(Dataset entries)
*** Begin section ***

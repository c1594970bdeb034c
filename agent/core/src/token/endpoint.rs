//! Connection-details endpoint client

use std::time::Duration;

use async_trait::async_trait;
use reqwest::Url;
use serde_json::json;

use super::{ConnectionDetails, RoomConfiguration, TokenRequest, TokenSource};
use crate::error::{AgentError, AgentResult};

const REQUEST_TIMEOUT: Duration = Duration::from_secs(15);

/// Fetches connection details from a backend endpoint
#[derive(Clone, Debug)]
pub struct EndpointTokenSource {
    url: Url,
    sandbox_id: Option<String>,
    http_client: reqwest::Client,
}

impl EndpointTokenSource {
    /// Create a source for an absolute endpoint URL
    ///
    /// # Errors
    ///
    /// Returns [`AgentError::InvalidSetting`] if `endpoint` is not an absolute URL.
    pub fn new(endpoint: &str, sandbox_id: Option<String>) -> AgentResult<Self> {
        let url = Url::parse(endpoint).map_err(|e| AgentError::InvalidSetting {
            key: "AGENT_CONN_DETAILS_ENDPOINT",
            reason: e.to_string(),
        })?;
        Ok(Self {
            url,
            sandbox_id,
            http_client: reqwest::Client::new(),
        })
    }

    /// Endpoint URL
    #[must_use]
    pub fn url(&self) -> &Url {
        &self.url
    }

    fn body(request: &TokenRequest) -> serde_json::Value {
        match RoomConfiguration::for_agent(request.agent_name.as_deref()) {
            Some(config) => {
                let agents: Vec<_> = config
                    .agents
                    .iter()
                    .map(|a| json!({ "agent_name": a.agent_name }))
                    .collect();
                json!({ "room_config": { "agents": agents } })
            }
            None => json!({}),
        }
    }
}

#[async_trait]
impl TokenSource for EndpointTokenSource {
    fn name(&self) -> &str {
        "endpoint"
    }

    async fn fetch(&self, request: &TokenRequest) -> AgentResult<ConnectionDetails> {
        tracing::debug!(url = %self.url, agent = ?request.agent_name, "Requesting connection details");

        let response = self
            .http_client
            .post(self.url.clone())
            .header("X-Sandbox-Id", self.sandbox_id.as_deref().unwrap_or_default())
            .json(&Self::body(request))
            .timeout(REQUEST_TIMEOUT)
            .send()
            .await?;

        let status = response.status();
        if !status.is_success() {
            tracing::error!(status = status.as_u16(), "Connection-details endpoint failed");
            return Err(AgentError::HttpStatus(status.as_u16()));
        }

        let details: ConnectionDetails = response.json().await?;
        tracing::debug!(room = %details.room_name, "Received connection details");
        Ok(details)
    }
}

#[cfg(test)]
mod tests {
    use super::*;
    use pretty_assertions::assert_eq;

    #[test]
    fn test_body_without_agent_is_empty_object() {
        let body = EndpointTokenSource::body(&TokenRequest::default());
        assert_eq!(body, json!({}));
    }

    #[test]
    fn test_body_with_agent_uses_snake_case() {
        let body = EndpointTokenSource::body(&TokenRequest {
            agent_name: Some("support".into()),
        });
        assert_eq!(
            body,
            json!({ "room_config": { "agents": [{ "agent_name": "support" }] } })
        );
    }
}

*** End section ***

**About this exercise:** In the records above, copy exactly the lines from the one that contains "return Err(AgentError::HttpStatus(status.as_u16()));" through the last, and nothing else.

**Reply:**
            return Err(AgentError::HttpStatus(status.as_u16()));
        }

        let details: ConnectionDetails = response.json().await?;
        tracing::debug!(room = %details.room_name, "Received connection details");
        Ok(details)
    }
}

#[cfg(test)]
mod tests {
    use super::*;
    use pretty_assertions::assert_eq;

    #[test]
    fn test_body_without_agent_is_empty_object() {
        let body = EndpointTokenSource::body(&TokenRequest::default());
        assert_eq!(body, json!({}));
    }

    #[test]
    fn test_body_with_agent_uses_snake_case() {
        let body = EndpointTokenSource::body(&TokenRequest {
            agent_name: Some("support".into()),
        });
        assert_eq!(
            body,
            json!({ "room_config": { "agents": [{ "agent_name": "support" }] } })
        );
    }
}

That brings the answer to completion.